- **Problem**
Work through the records that follow and return each line containing the word "pending".

[Saved data entries]
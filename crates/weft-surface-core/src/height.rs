//! Frame-coalesced content height notifications.

/// Height notification bookkeeping.
///
/// At most one frame is pending at a time. Requests made while one is
/// pending coalesce into it, upgrading it to forced if any of them asked.
#[derive(Debug, Clone)]
pub struct HeightScheduler {
    last_notified: f64,
    scheduled: bool,
    force_next: bool,
    threshold: f64,
}

impl HeightScheduler {
    pub fn new(threshold: f64) -> Self {
        Self {
            last_notified: 0.0,
            scheduled: false,
            force_next: false,
            threshold,
        }
    }

    /// Mark a notification as wanted. Returns true when the caller must
    /// request a frame.
    pub fn request(&mut self, force: bool) -> bool {
        if force {
            self.force_next = true;
        }
        if self.scheduled {
            return false;
        }
        self.scheduled = true;
        true
    }

    /// Frame callback. Returns the height to deliver, if any.
    pub fn on_frame(&mut self, height: f64) -> Option<f64> {
        if !self.scheduled {
            return None;
        }
        self.scheduled = false;
        let force = std::mem::take(&mut self.force_next);
        self.evaluate(height, force)
    }

    /// Unconditional delivery outside the frame cycle.
    pub fn refresh(&mut self, height: f64) -> f64 {
        self.last_notified = height;
        height
    }

    fn evaluate(&mut self, height: f64, force: bool) -> Option<f64> {
        if !force && (height - self.last_notified).abs() < self.threshold {
            tracing::trace!(target: "weft::height", height, "height change below threshold");
            return None;
        }
        self.last_notified = height;
        Some(height)
    }

    pub fn last_notified(&self) -> f64 {
        self.last_notified
    }

    pub fn is_scheduled(&self) -> bool {
        self.scheduled
    }
}

impl Default for HeightScheduler {
    fn default() -> Self {
        Self::new(1.0)
    }
}
//! Classification of mutation batches from the editable tree.

use crate::document::{MutationBatch, MutationRecord, SurfaceDocument};

/// What a batch of mutation records asks the surface to do.
#[derive(Debug, Clone, PartialEq)]
pub struct BatchOutcome<N> {
    /// Content height may have changed.
    pub height_dirty: bool,
    /// Images that were inserted, directly or inside an inserted subtree,
    /// in first-seen order without duplicates.
    pub images: Vec<N>,
}

impl<N> Default for BatchOutcome<N> {
    fn default() -> Self {
        Self {
            height_dirty: false,
            images: Vec::new(),
        }
    }
}

/// Classify one batch.
///
/// Records whose target is outside the editable root are skipped. Inserted
/// images are only reported if they are still attached when the batch is
/// processed.
pub fn classify<D: SurfaceDocument>(
    doc: &D,
    batch: &MutationBatch<D::Node>,
) -> BatchOutcome<D::Node> {
    let root = doc.root();
    let mut outcome = BatchOutcome::default();

    for record in batch {
        if !doc.contains(&root, record.target()) {
            continue;
        }
        match record {
            MutationRecord::ChildList { added, removed, .. } => {
                if !added.is_empty() || !removed.is_empty() {
                    outcome.height_dirty = true;
                }
                for node in added {
                    if !doc.contains(&root, node) {
                        continue;
                    }
                    let found = if doc.is_tag(node, "img") {
                        vec![node.clone()]
                    } else {
                        doc.images_under(node)
                    };
                    for image in found {
                        if !outcome.images.contains(&image) {
                            outcome.images.push(image);
                        }
                    }
                }
            }
            MutationRecord::Attributes { target, .. } => {
                if doc.is_tag(target, "img") {
                    outcome.height_dirty = true;
                }
            }
        }
    }

    tracing::trace!(
        records = batch.len(),
        images = outcome.images.len(),
        height_dirty = outcome.height_dirty,
        "classified mutation batch"
    );
    outcome
}

#[cfg(test)]
mod tests {
    use super::*;
    use crate::memory::MemoryDocument;

    #[test]
    fn test_inserted_subtree_images_are_routed() {
        let mut doc = MemoryDocument::from_html("<p>a</p>");
        let root = doc.root();
        let p = doc.children(&root)[0];
        doc.set_inner_html(&p, r#"<span><img src="1.png"></span><img src="2.png">"#);

        let batch = doc.take_mutation_batch().unwrap();
        let outcome = classify(&doc, &batch);
        assert!(outcome.height_dirty);
        assert_eq!(outcome.images, doc.images_under(&root));
        assert_eq!(outcome.images.len(), 2);
    }

    #[test]
    fn test_attribute_change_on_image_marks_height() {
        let mut doc = MemoryDocument::from_html(r#"<p class="x"><img src="1.png"></p>"#);
        let root = doc.root();
        let p = doc.children(&root)[0];
        let img = doc.images_under(&root)[0];

        doc.set_attribute(&p, "class", "y");
        let batch = doc.take_mutation_batch().unwrap();
        assert_eq!(classify(&doc, &batch), BatchOutcome::default());

        doc.set_attribute(&img, "src", "2.png");
        let batch = doc.take_mutation_batch().unwrap();
        assert!(classify(&doc, &batch).height_dirty);
    }

    #[test]
    fn test_records_outside_root_are_ignored() {
        let mut doc = MemoryDocument::from_html("<p>a</p>");
        let root = doc.root();
        let p = doc.children(&root)[0];
        doc.remove_child(&root, &p);
        let _ = doc.take_mutation_batch();

        // A hand-built record targeting the detached paragraph.
        let img = doc.create_element("img");
        let batch = vec![MutationRecord::ChildList {
            target: p,
            added: vec![img],
            removed: vec![],
        }];
        assert_eq!(classify(&doc, &batch), BatchOutcome::default());
    }

    #[test]
    fn test_images_removed_before_processing_are_skipped() {
        let mut doc = MemoryDocument::from_html("<p>a</p>");
        let root = doc.root();
        let p = doc.children(&root)[0];
        let img = doc.create_element("img");
        doc.append_child(&p, &img);
        doc.remove_child(&p, &img);

        let batch = doc.take_mutation_batch().unwrap();
        let outcome = classify(&doc, &batch);
        assert!(outcome.height_dirty);
        assert!(outcome.images.is_empty());
    }
}
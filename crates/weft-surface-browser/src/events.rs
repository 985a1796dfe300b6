//! DOM event wiring.
//!
//! Every listener forwards to the matching `Surface` entry point through
//! [`dispatch`]. Only `keydown` needs an answer synchronously, so it borrows
//! directly and lets the platform act when the surface is busy.

use std::cell::RefCell;
use std::rc::Rc;

use gloo_events::{EventListener, EventListenerOptions};
use wasm_bindgen::JsCast;
use web_sys::{
    ClipboardEvent, Element, HtmlElement, HtmlImageElement, HtmlInputElement, KeyboardEvent,
    Node, TouchEvent, WheelEvent,
};

use weft_surface_core::{ClipboardPayload, KeyInput, KeyOutcome};

use crate::BrowserSurface;
use crate::preview::PreviewOverlay;
use crate::scheduler::{SurfaceRef, dispatch};

/// Surface view of a keyboard event.
pub fn key_input(event: &KeyboardEvent) -> KeyInput {
    KeyInput {
        key: event.key().into(),
        ctrl: event.ctrl_key(),
        alt: event.alt_key(),
    }
}

/// Clipboard contents of a paste event. Empty flavours count as absent.
pub fn clipboard_payload(event: &ClipboardEvent) -> ClipboardPayload {
    let Some(data) = event.clipboard_data() else {
        return ClipboardPayload::default();
    };
    let read = |format: &str| data.get_data(format).ok().filter(|s| !s.is_empty());
    ClipboardPayload {
        html: read("text/html"),
        text: read("text/plain"),
    }
}

fn first_touch_y(event: &TouchEvent) -> Option<f64> {
    event.touches().get(0).map(|touch| touch.client_y() as f64)
}

/// Attach every listener the surface needs. Dropping the returned
/// listeners detaches them.
pub fn install(surface: &Rc<RefCell<BrowserSurface>>, root: &HtmlElement) -> Vec<EventListener> {
    let target: SurfaceRef = Rc::downgrade(surface);
    let document = gloo_utils::document();
    let mut listeners = Vec::new();

    let t = target.clone();
    listeners.push(EventListener::new(&document, "selectionchange", move |_| {
        dispatch(&t, |surface| surface.on_selection_change());
    }));

    let t = target.clone();
    listeners.push(EventListener::new_with_options(
        root,
        "keydown",
        EventListenerOptions::enable_prevent_default(),
        move |event| {
            let Some(event) = event.dyn_ref::<KeyboardEvent>() else {
                return;
            };
            let Some(cell) = t.upgrade() else {
                return;
            };
            let outcome = match cell.try_borrow() {
                Ok(surface) => surface.on_key_down(&key_input(event)),
                Err(_) => KeyOutcome::Default,
            };
            if outcome == KeyOutcome::Suppress {
                event.prevent_default();
            }
        },
    ));

    let t = target.clone();
    listeners.push(EventListener::new(root, "keyup", move |event| {
        let Some(event) = event.dyn_ref::<KeyboardEvent>() else {
            return;
        };
        let key = key_input(event);
        dispatch(&t, move |surface| surface.on_key_up(&key));
    }));

    let t = target.clone();
    listeners.push(EventListener::new(root, "input", move |_| {
        dispatch(&t, |surface| surface.on_input());
    }));

    let t = target.clone();
    listeners.push(EventListener::new(root, "cut", move |_| {
        dispatch(&t, |surface| surface.on_cut());
    }));

    let t = target.clone();
    listeners.push(EventListener::new(root, "paste", move |event| {
        let Some(event) = event.dyn_ref::<ClipboardEvent>() else {
            return;
        };
        let payload = clipboard_payload(event);
        dispatch(&t, move |surface| surface.on_paste(&payload));
    }));

    let t = target.clone();
    listeners.push(EventListener::new(root, "change", move |event| {
        let Some(input) = event
            .target()
            .and_then(|el| el.dyn_into::<HtmlInputElement>().ok())
        else {
            return;
        };
        if input.type_() != "checkbox" {
            return;
        }
        let checked = input.checked();
        let node: Node = input.into();
        dispatch(&t, move |surface| surface.on_checkbox_toggled(&node, checked));
    }));

    let t = target.clone();
    listeners.push(EventListener::new(root, "wheel", move |event| {
        if let Some(event) = event.dyn_ref::<WheelEvent>() {
            let dy = event.delta_y();
            dispatch(&t, move |surface| surface.on_wheel(dy));
        }
    }));

    let t = target.clone();
    listeners.push(EventListener::new(root, "touchstart", move |event| {
        if let Some(y) = event.dyn_ref::<TouchEvent>().and_then(first_touch_y) {
            dispatch(&t, move |surface| surface.on_touch_start(y));
        }
    }));

    let t = target.clone();
    listeners.push(EventListener::new(root, "touchmove", move |event| {
        if let Some(y) = event.dyn_ref::<TouchEvent>().and_then(first_touch_y) {
            dispatch(&t, move |surface| surface.on_touch_move(y));
        }
    }));

    let t = target.clone();
    listeners.push(EventListener::new(&gloo_utils::window(), "resize", move |_| {
        dispatch(&t, |surface| surface.schedule_height(false));
    }));

    if let Some(preview) = PreviewOverlay::find(&document) {
        listeners.push(preview.listen_for_dismiss());
        listeners.push(EventListener::new(root, "click", move |event| {
            let image = event
                .target()
                .and_then(|el| el.dyn_into::<Element>().ok())
                .and_then(|el| el.dyn_into::<HtmlImageElement>().ok());
            if let Some(image) = image {
                preview.show(&image.src());
            }
        }));
    }

    tracing::debug!(count = listeners.len(), "surface listeners attached");
    listeners
}
//! Visual defaults of the editable area.

use crate::document::SurfaceDocument;

/// One presentation setting pushed by the host.
///
/// Values are CSS strings passed through untouched.
#[derive(Debug, Clone, PartialEq)]
pub enum Appearance {
    TextColor(String),
    FontFamily(String),
    FontSize(String),
    Padding {
        left: String,
        top: String,
        right: String,
        bottom: String,
    },
    /// Page background, not the editable element.
    BackgroundColor(String),
    BackgroundImage(String),
    /// Minimum width of the editable element.
    Width(String),
    Height(String),
    TextAlign(String),
    VerticalAlign(String),
    Placeholder(String),
}

impl Appearance {
    pub fn apply<D: SurfaceDocument>(&self, doc: &mut D) {
        let root = doc.root();
        match self {
            Appearance::TextColor(v) => doc.set_style_property(&root, "color", v),
            Appearance::FontFamily(v) => doc.set_style_property(&root, "font-family", v),
            Appearance::FontSize(v) => doc.set_style_property(&root, "font-size", v),
            Appearance::Padding {
                left,
                top,
                right,
                bottom,
            } => {
                doc.set_style_property(&root, "padding-left", left);
                doc.set_style_property(&root, "padding-top", top);
                doc.set_style_property(&root, "padding-right", right);
                doc.set_style_property(&root, "padding-bottom", bottom);
            }
            Appearance::BackgroundColor(v) => doc.set_page_style("background-color", v),
            Appearance::BackgroundImage(v) => {
                doc.set_style_property(&root, "background-image", v)
            }
            Appearance::Width(v) => doc.set_style_property(&root, "min-width", v),
            Appearance::Height(v) => doc.set_style_property(&root, "height", v),
            Appearance::TextAlign(v) => doc.set_style_property(&root, "text-align", v),
            Appearance::VerticalAlign(v) => doc.set_style_property(&root, "vertical-align", v),
            Appearance::Placeholder(v) => doc.set_attribute(&root, "placeholder", v),
        }
    }
}

#[cfg(test)]
mod tests {
    use super::*;
    use crate::memory::MemoryDocument;

    #[test]
    fn test_settings_land_on_root_and_page() {
        let mut doc = MemoryDocument::new();
        Appearance::Padding {
            left: "8px".into(),
            top: "4px".into(),
            right: "8px".into(),
            bottom: "4px".into(),
        }
        .apply(&mut doc);
        Appearance::Width("320px".into()).apply(&mut doc);
        Appearance::BackgroundColor("#fafafa".into()).apply(&mut doc);
        Appearance::Placeholder("Write something".into()).apply(&mut doc);

        let root = doc.root();
        assert_eq!(doc.style_property(&root, "padding-top").as_deref(), Some("4px"));
        assert_eq!(doc.style_property(&root, "min-width").as_deref(), Some("320px"));
        assert_eq!(doc.page_style("background-color"), Some("#fafafa"));
        assert_eq!(
            doc.attribute(&root, "placeholder").as_deref(),
            Some("Write something")
        );
        // Nothing leaks into the content.
        assert_eq!(doc.inner_html(&root), "");
    }
}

- **Task response**
/// At most one frame is pending at a time. Requests made while one is
/// pending coalesce into it, upgrading it to forced if any of them asked.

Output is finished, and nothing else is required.